*Activity*:
Write out every record again, exactly.

*Extracted information*:

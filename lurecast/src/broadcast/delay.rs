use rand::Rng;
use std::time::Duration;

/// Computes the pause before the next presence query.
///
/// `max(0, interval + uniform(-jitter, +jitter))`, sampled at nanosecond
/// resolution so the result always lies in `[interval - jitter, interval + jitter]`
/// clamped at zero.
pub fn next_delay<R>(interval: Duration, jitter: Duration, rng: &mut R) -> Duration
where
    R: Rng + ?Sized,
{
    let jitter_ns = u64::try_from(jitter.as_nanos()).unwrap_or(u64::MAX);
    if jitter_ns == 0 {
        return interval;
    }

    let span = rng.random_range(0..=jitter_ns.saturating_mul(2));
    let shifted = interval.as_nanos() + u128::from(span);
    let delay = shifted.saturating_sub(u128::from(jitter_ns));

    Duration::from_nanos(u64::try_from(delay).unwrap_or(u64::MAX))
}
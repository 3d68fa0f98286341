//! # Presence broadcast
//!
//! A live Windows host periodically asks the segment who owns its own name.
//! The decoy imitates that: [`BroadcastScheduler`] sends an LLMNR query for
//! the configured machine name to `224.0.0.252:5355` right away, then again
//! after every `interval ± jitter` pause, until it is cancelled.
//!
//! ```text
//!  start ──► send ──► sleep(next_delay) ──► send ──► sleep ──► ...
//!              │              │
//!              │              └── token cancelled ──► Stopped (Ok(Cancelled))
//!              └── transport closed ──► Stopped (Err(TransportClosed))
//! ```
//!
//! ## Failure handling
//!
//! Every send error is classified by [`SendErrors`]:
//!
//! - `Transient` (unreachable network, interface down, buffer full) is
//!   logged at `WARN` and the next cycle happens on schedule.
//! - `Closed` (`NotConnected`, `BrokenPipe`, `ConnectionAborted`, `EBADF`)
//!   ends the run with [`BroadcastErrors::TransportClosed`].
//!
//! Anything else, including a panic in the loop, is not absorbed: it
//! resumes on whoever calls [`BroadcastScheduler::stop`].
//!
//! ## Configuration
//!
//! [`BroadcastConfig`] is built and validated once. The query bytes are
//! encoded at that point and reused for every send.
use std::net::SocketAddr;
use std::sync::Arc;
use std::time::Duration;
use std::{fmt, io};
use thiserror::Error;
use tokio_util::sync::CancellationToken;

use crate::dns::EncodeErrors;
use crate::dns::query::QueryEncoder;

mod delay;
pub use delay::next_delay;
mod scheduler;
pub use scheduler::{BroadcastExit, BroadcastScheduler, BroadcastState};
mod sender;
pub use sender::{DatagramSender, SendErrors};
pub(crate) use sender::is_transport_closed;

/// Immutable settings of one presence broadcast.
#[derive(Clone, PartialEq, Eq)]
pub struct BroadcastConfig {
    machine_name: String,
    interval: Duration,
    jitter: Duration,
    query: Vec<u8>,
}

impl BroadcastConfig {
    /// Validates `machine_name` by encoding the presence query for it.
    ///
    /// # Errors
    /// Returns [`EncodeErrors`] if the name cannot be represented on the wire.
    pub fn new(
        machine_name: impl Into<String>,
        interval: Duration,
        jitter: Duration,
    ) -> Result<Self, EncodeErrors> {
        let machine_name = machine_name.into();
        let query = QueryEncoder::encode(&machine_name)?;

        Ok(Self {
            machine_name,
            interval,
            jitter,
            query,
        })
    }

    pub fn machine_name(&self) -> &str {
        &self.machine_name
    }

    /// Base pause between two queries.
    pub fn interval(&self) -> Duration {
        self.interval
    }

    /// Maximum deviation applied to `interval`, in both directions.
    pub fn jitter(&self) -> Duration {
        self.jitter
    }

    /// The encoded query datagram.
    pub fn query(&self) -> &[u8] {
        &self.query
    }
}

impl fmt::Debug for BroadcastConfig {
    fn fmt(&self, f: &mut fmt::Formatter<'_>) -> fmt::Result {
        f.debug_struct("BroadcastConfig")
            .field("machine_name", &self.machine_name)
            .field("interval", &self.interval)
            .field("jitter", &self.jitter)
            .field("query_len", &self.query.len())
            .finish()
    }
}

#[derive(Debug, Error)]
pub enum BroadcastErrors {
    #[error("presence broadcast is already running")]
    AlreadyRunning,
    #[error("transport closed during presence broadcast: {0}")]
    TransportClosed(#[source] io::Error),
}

*Task response*:
filename lurecast/src/broadcast/delay.rs
use rand::Rng;
use std::time::Duration;

/// Computes the pause before the next presence query.
///
/// `max(0, interval + uniform(-jitter, +jitter))`, sampled at nanosecond
/// resolution so the result always lies in `[interval - jitter, interval + jitter]`
/// clamped at zero.
pub fn next_delay<R>(interval: Duration, jitter: Duration, rng: &mut R) -> Duration
where
    R: Rng + ?Sized,
{
    let jitter_ns = u64::try_from(jitter.as_nanos()).unwrap_or(u64::MAX);
    if jitter_ns == 0 {
        return interval;
    }

    let span = rng.random_range(0..=jitter_ns.saturating_mul(2));
    let shifted = interval.as_nanos() + u128::from(span);
    let delay = shifted.saturating_sub(u128::from(jitter_ns));

    Duration::from_nanos(u64::try_from(delay).unwrap_or(u64::MAX))
}
repository 3d68fa0f98286341
//! # Presence broadcast
//!
//! A live Windows host periodically asks the segment who owns its own name.
//! The decoy imitates that: [`BroadcastScheduler`] sends an LLMNR query for
//! the configured machine name to `224.0.0.252:5355` right away, then again
//! after every `interval ± jitter` pause, until it is cancelled.
//!
//! ```text
//!  start ──► send ──► sleep(next_delay) ──► send ──► sleep ──► ...
//!              │              │
//!              │              └── token cancelled ──► Stopped (Ok(Cancelled))
//!              └── transport closed ──► Stopped (Err(TransportClosed))
//! ```
//!
//! ## Failure handling
//!
//! Every send error is classified by [`SendErrors`]:
//!
//! - `Transient` (unreachable network, interface down, buffer full) is
//!   logged at `WARN` and the next cycle happens on schedule.
//! - `Closed` (`NotConnected`, `BrokenPipe`, `ConnectionAborted`, `EBADF`)
//!   ends the run with [`BroadcastErrors::TransportClosed`].
//!
//! Anything else, including a panic in the loop, is not absorbed: it
//! resumes on whoever calls [`BroadcastScheduler::stop`].
//!
//! ## Configuration
//!
//! [`BroadcastConfig`] is built and validated once. The query bytes are
//! encoded at that point and reused for every send.
use std::net::SocketAddr;
use std::sync::Arc;
use std::time::Duration;
use std::{fmt, io};
use thiserror::Error;
use tokio_util::sync::CancellationToken;

use crate::dns::EncodeErrors;
use crate::dns::query::QueryEncoder;

mod delay;
pub use delay::next_delay;
mod scheduler;
pub use scheduler::{BroadcastExit, BroadcastScheduler, BroadcastState};
mod sender;
pub use sender::{DatagramSender, SendErrors};
pub(crate) use sender::is_transport_closed;

/// Immutable settings of one presence broadcast.
#[derive(Clone, PartialEq, Eq)]
pub struct BroadcastConfig {
    machine_name: String,
    interval: Duration,
    jitter: Duration,
    query: Vec<u8>,
}

impl BroadcastConfig {
    /// Validates `machine_name` by encoding the presence query for it.
    ///
    /// # Errors
    /// Returns [`EncodeErrors`] if the name cannot be represented on the wire.
    pub fn new(
        machine_name: impl Into<String>,
        interval: Duration,
        jitter: Duration,
    ) -> Result<Self, EncodeErrors> {
        let machine_name = machine_name.into();
        let query = QueryEncoder::encode(&machine_name)?;

        Ok(Self {
            machine_name,
            interval,
            jitter,
            query,
        })
    }

    pub fn machine_name(&self) -> &str {
        &self.machine_name
    }

    /// Base pause between two queries.
    pub fn interval(&self) -> Duration {
        self.interval
    }

    /// Maximum deviation applied to `interval`, in both directions.
    pub fn jitter(&self) -> Duration {
        self.jitter
    }

    /// The encoded query datagram.
    pub fn query(&self) -> &[u8] {
        &self.query
    }
}

impl fmt::Debug for BroadcastConfig {
    fn fmt(&self, f: &mut fmt::Formatter<'_>) -> fmt::Result {
        f.debug_struct("BroadcastConfig")
            .field("machine_name", &self.machine_name)
            .field("interval", &self.interval)
            .field("jitter", &self.jitter)
            .field("query_len", &self.query.len())
            .finish()
    }
}

#[derive(Debug, Error)]
pub enum BroadcastErrors {
    #[error("presence broadcast is already running")]
    AlreadyRunning,
    #[error("transport closed during presence broadcast: {0}")]
    TransportClosed(#[source] io::Error),
}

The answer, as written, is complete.